→ Problem requirements: Filter the entries below, keeping only lines with "filename".

Records from a data source
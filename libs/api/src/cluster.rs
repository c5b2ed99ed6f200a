//! The cluster resource.

use std::collections::BTreeSet;

use serde::{Deserialize, Serialize};

use crate::{
    full_role_name, wka_service_name, ObjectMeta, Resource, ResourceKind, RoleSpec, RoleStatus,
};

/// Desired state of a cluster.
#[derive(Debug, Clone, Default, PartialEq, Serialize, Deserialize)]
#[serde(rename_all = "camelCase")]
pub struct ClusterSpec {
    /// Field values applied to every role that does not set them.
    #[serde(default)]
    pub defaults: RoleSpec,

    /// Roles in declared order. Empty means a single role built from
    /// `defaults`.
    #[serde(default, skip_serializing_if = "Vec::is_empty")]
    pub roles: Vec<RoleSpec>,
}

/// Per-role entry in the cluster status.
#[derive(Debug, Clone, PartialEq, Eq, Serialize, Deserialize)]
#[serde(rename_all = "camelCase")]
pub struct RoleStatusSnapshot {
    pub role_name: String,
    pub ready: bool,
    pub count: i32,
    pub status: RoleStatus,
    /// Why the role is not progressing, e.g. an unmet start quorum.
    #[serde(default, skip_serializing_if = "Option::is_none")]
    pub reason: Option<String>,
}

impl RoleStatusSnapshot {
    /// The snapshot assumed for a role the cluster knows nothing about.
    pub fn unknown(role_name: impl Into<String>) -> Self {
        Self {
            role_name: role_name.into(),
            ready: false,
            count: 0,
            status: RoleStatus::Waiting,
            reason: None,
        }
    }
}

/// Aggregated cluster status.
#[derive(Debug, Clone, Default, PartialEq, Eq, Serialize, Deserialize)]
#[serde(rename_all = "camelCase")]
pub struct ClusterStatus {
    #[serde(default)]
    pub roles: Vec<RoleStatusSnapshot>,

    #[serde(default)]
    pub role_count: i32,
}

impl ClusterStatus {
    /// Snapshot for a role, or the unknown-role default.
    pub fn role_status(&self, role_name: &str) -> RoleStatusSnapshot {
        self.roles
            .iter()
            .find(|s| s.role_name == role_name)
            .cloned()
            .unwrap_or_else(|| RoleStatusSnapshot::unknown(role_name))
    }

    /// Insert or replace the snapshot for `snapshot.role_name`.
    ///
    /// Returns true if the status changed.
    pub fn set_role_status(&mut self, snapshot: RoleStatusSnapshot) -> bool {
        match self
            .roles
            .iter_mut()
            .find(|s| s.role_name == snapshot.role_name)
        {
            Some(existing) if *existing == snapshot => false,
            Some(existing) => {
                *existing = snapshot;
                true
            }
            None => {
                self.roles.push(snapshot);
                true
            }
        }
    }

    /// Drop snapshots for roles not in `names`.
    pub fn retain_roles(&mut self, names: &BTreeSet<String>) {
        self.roles.retain(|s| names.contains(&s.role_name));
    }
}

/// A data-grid cluster.
#[derive(Debug, Clone, PartialEq, Serialize, Deserialize)]
#[serde(rename_all = "camelCase")]
pub struct ClusterResource {
    pub metadata: ObjectMeta,
    #[serde(default)]
    pub spec: ClusterSpec,
    #[serde(default)]
    pub status: ClusterStatus,
}

impl ClusterResource {
    pub fn new(metadata: ObjectMeta, spec: ClusterSpec) -> Self {
        Self {
            metadata,
            spec,
            status: ClusterStatus::default(),
        }
    }

    pub fn name(&self) -> &str {
        &self.metadata.name
    }

    /// The canonical role entries in declared order.
    ///
    /// Each entry is merged over the cluster defaults with `roleName` and
    /// `replicas` made explicit. A later entry repeating an earlier role
    /// name is ignored.
    pub fn desired_roles(&self) -> Vec<RoleSpec> {
        let entries: Vec<RoleSpec> = if self.spec.roles.is_empty() {
            vec![self.spec.defaults.clone()]
        } else {
            self.spec
                .roles
                .iter()
                .map(|role| role.with_defaults(&self.spec.defaults))
                .collect()
        };

        let mut seen = BTreeSet::new();
        entries
            .into_iter()
            .filter_map(|mut spec| {
                let name = spec.role_name().to_string();
                if !seen.insert(name.clone()) {
                    return None;
                }
                spec.replicas = Some(spec.replicas_or_default());
                spec.role_name = Some(name);
                Some(spec)
            })
            .collect()
    }

    /// The canonical entry for one role.
    pub fn canonical_role(&self, role_name: &str) -> Option<RoleSpec> {
        self.desired_roles()
            .into_iter()
            .find(|spec| spec.role_name() == role_name)
    }

    /// Write a replica count into the spec entry for `role_name`.
    ///
    /// Returns false if the cluster declares no such role.
    pub fn set_role_replicas(&mut self, role_name: &str, replicas: i32) -> bool {
        if self.spec.roles.is_empty() {
            if self.spec.defaults.role_name() != role_name {
                return false;
            }
            self.spec.defaults.replicas = Some(replicas);
            return true;
        }

        let defaults = self.spec.defaults.clone();
        match self
            .spec
            .roles
            .iter_mut()
            .find(|role| role.with_defaults(&defaults).role_name() == role_name)
        {
            Some(role) => {
                role.replicas = Some(replicas);
                true
            }
            None => false,
        }
    }

    pub fn full_role_name(&self, role_name: &str) -> String {
        full_role_name(self.name(), role_name)
    }

    pub fn wka_service_name(&self) -> String {
        wka_service_name(self.name())
    }
}

impl Resource for ClusterResource {
    const KIND: ResourceKind = ResourceKind::Cluster;

    fn meta(&self) -> &ObjectMeta {
        &self.metadata
    }

    fn meta_mut(&mut self) -> &mut ObjectMeta {
        &mut self.metadata
    }

    fn copy_status_from(&mut self, other: &Self) {
        self.status = other.status.clone();
    }
}
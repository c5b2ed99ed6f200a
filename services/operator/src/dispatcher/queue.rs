//! Level-triggered work queue.
//!
//! An item is queued at most once. An item added while it is being worked
//! on is marked dirty and re-queued when the worker calls [`WorkQueue::done`],
//! so the same item never runs on two workers at once.

use std::collections::HashSet;
use std::sync::{Arc, Mutex};
use std::time::Duration;

use tokio::sync::mpsc;

use super::WorkItem;

#[derive(Debug, Default)]
struct QueueState {
    queued: HashSet<WorkItem>,
    in_flight: HashSet<WorkItem>,
    dirty: HashSet<WorkItem>,
}

/// Shared queue of pending work.
pub struct WorkQueue {
    tx: mpsc::UnboundedSender<WorkItem>,
    rx: tokio::sync::Mutex<mpsc::UnboundedReceiver<WorkItem>>,
    state: Mutex<QueueState>,
}

impl Default for WorkQueue {
    fn default() -> Self {
        Self::new()
    }
}

impl WorkQueue {
    pub fn new() -> Self {
        let (tx, rx) = mpsc::unbounded_channel();
        Self {
            tx,
            rx: tokio::sync::Mutex::new(rx),
            state: Mutex::new(QueueState::default()),
        }
    }

    /// Queue `item` unless it is already queued.
    pub fn add(&self, item: WorkItem) {
        let Ok(mut state) = self.state.lock() else {
            return;
        };
        if state.in_flight.contains(&item) {
            state.dirty.insert(item);
            return;
        }
        if state.queued.insert(item.clone()) {
            let _ = self.tx.send(item);
        }
    }

    /// Queue `item` after `delay` without blocking the caller.
    pub fn add_after(self: &Arc<Self>, item: WorkItem, delay: Duration) {
        if delay.is_zero() {
            self.add(item);
            return;
        }
        let queue = Arc::clone(self);
        tokio::spawn(async move {
            tokio::time::sleep(delay).await;
            queue.add(item);
        });
    }

    /// Wait for the next item and mark it in flight.
    pub async fn next(&self) -> Option<WorkItem> {
        let item = self.rx.lock().await.recv().await?;
        if let Ok(mut state) = self.state.lock() {
            state.queued.remove(&item);
            state.in_flight.insert(item.clone());
        }
        Some(item)
    }

    /// Mark `item` finished, re-queueing it if it was added meanwhile.
    pub fn done(&self, item: &WorkItem) {
        let Ok(mut state) = self.state.lock() else {
            return;
        };
        state.in_flight.remove(item);
        if state.dirty.remove(item) && state.queued.insert(item.clone()) {
            let _ = self.tx.send(item.clone());
        }
    }

    /// Number of items queued or in flight.
    pub fn len(&self) -> usize {
        self.state
            .lock()
            .map(|s| s.queued.len() + s.in_flight.len())
            .unwrap_or(0)
    }

    pub fn is_empty(&self) -> bool {
        self.len() == 0
    }
}

#[cfg(test)]
mod tests {
    use super::*;
    use gridop_api::{ResourceKey, ResourceKind};

    fn item(name: &str) -> WorkItem {
        WorkItem::Reconcile(ResourceKey::new(ResourceKind::Role, "ns", name))
    }

    #[tokio::test]
    async fn duplicate_adds_collapse() {
        let queue = WorkQueue::new();
        queue.add(item("a"));
        queue.add(item("a"));
        queue.add(item("b"));

        assert_eq!(queue.len(), 2);
        assert_eq!(queue.next().await, Some(item("a")));
        assert_eq!(queue.next().await, Some(item("b")));
    }

    #[tokio::test]
    async fn add_while_in_flight_reruns_after_done() {
        let queue = WorkQueue::new();
        queue.add(item("a"));
        let running = queue.next().await.unwrap();

        queue.add(item("a"));
        // Still in flight, so nothing new is queued yet.
        assert_eq!(queue.len(), 1);

        queue.done(&running);
        assert_eq!(queue.next().await, Some(item("a")));
        queue.done(&item("a"));
        assert!(queue.is_empty());
    }

    #[tokio::test(start_paused = true)]
    async fn add_after_waits() {
        let queue = Arc::new(WorkQueue::new());
        queue.add_after(item("a"), Duration::from_secs(30));
        tokio::task::yield_now().await;
        assert!(queue.is_empty());

        tokio::time::sleep(Duration::from_secs(31)).await;
        assert_eq!(queue.len(), 1);
    }
}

→ Completed task:
filename libs/api/src/cluster.rs
filename services/operator/src/dispatcher/queue.rs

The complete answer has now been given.